**PROBLEM REQUIREMENTS**: Scan the records below and say how many lines include the word "derive", giving no other text.
─── DATA TO EXAMINE
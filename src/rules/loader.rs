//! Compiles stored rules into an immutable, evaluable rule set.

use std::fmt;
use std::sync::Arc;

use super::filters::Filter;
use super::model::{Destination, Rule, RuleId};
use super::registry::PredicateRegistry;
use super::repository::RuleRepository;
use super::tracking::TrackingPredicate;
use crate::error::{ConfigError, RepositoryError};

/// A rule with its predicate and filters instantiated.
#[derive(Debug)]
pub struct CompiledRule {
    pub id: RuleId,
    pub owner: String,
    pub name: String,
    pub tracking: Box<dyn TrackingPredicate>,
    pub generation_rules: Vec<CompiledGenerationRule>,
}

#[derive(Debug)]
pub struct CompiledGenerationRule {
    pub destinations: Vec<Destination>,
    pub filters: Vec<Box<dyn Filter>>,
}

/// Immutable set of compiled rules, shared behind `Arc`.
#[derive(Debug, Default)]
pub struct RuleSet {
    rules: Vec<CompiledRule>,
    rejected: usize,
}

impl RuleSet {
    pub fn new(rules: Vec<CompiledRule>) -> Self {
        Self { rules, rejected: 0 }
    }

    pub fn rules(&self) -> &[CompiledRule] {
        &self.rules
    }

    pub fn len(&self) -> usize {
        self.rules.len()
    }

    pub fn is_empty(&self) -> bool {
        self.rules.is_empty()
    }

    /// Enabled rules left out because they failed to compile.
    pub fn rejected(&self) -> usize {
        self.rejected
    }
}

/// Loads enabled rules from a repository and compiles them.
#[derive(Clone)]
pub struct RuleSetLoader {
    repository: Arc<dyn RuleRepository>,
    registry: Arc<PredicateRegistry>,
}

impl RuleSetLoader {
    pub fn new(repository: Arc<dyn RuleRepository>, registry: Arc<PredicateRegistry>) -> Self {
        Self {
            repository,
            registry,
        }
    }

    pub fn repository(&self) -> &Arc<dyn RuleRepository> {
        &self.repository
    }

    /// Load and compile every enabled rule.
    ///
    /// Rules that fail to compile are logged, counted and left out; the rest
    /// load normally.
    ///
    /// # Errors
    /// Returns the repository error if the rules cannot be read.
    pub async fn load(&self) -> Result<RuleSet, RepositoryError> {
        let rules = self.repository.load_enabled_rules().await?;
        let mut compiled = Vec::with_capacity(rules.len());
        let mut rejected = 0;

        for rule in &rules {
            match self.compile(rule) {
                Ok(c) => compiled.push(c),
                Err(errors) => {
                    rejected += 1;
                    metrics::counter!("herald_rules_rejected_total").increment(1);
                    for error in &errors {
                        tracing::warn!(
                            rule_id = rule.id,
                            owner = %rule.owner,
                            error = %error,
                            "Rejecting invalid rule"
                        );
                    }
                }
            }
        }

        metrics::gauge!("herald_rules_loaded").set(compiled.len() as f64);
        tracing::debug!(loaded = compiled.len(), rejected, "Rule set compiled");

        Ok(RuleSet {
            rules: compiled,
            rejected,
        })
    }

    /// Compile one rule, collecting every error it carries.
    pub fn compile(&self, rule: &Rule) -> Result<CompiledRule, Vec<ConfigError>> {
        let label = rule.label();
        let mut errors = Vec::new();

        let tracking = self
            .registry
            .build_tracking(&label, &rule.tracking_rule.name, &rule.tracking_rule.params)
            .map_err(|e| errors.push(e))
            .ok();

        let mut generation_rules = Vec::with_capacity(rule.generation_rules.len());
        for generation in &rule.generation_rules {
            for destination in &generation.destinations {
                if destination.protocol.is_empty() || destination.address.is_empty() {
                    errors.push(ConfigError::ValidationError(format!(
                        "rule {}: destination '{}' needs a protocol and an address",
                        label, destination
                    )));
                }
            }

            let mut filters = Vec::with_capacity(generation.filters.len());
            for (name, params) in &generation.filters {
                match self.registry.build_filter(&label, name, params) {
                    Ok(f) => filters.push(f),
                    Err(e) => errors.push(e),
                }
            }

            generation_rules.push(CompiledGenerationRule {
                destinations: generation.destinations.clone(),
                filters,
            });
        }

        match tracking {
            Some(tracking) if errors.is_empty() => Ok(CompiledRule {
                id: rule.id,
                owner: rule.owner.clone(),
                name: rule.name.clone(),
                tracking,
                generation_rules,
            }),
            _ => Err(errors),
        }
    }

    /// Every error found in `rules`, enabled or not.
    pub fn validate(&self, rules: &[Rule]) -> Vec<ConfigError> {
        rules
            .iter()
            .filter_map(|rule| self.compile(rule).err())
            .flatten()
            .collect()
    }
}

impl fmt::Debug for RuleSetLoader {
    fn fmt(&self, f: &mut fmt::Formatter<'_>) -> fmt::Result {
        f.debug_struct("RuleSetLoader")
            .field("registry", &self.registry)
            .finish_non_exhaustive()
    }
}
──────
─── DATA TO EXAMINE
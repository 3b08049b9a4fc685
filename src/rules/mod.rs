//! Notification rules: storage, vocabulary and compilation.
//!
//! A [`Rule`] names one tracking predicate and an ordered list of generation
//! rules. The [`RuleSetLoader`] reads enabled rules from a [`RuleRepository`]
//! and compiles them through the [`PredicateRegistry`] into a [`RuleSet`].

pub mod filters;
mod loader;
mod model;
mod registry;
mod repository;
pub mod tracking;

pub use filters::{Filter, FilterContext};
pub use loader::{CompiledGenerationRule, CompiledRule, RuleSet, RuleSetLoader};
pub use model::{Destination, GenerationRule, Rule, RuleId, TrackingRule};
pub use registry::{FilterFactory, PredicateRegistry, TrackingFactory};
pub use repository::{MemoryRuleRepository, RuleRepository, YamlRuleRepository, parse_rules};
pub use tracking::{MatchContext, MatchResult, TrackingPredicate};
──────
─── DATA TO EXAMINE
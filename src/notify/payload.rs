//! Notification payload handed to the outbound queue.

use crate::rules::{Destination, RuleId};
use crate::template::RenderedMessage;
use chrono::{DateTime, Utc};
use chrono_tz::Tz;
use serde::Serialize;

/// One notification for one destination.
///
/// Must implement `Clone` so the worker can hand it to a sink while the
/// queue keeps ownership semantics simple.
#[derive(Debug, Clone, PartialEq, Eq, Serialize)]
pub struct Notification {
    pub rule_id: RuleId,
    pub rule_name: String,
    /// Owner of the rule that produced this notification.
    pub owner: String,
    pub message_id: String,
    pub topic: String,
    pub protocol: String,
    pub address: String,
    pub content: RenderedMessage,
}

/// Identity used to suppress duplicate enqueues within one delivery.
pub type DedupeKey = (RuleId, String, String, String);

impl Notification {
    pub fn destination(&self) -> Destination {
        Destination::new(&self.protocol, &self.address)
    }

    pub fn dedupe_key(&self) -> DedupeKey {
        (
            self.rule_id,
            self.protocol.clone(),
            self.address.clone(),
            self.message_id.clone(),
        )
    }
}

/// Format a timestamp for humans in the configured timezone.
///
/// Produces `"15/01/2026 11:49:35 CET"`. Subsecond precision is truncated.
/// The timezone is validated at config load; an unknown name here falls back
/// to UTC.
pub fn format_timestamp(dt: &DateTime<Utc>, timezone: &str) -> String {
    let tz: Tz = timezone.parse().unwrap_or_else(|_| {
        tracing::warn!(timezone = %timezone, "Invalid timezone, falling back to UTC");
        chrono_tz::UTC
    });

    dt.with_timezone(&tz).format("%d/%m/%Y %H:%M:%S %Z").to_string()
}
──────
**ANSWER TO THE EXERCISE**: 5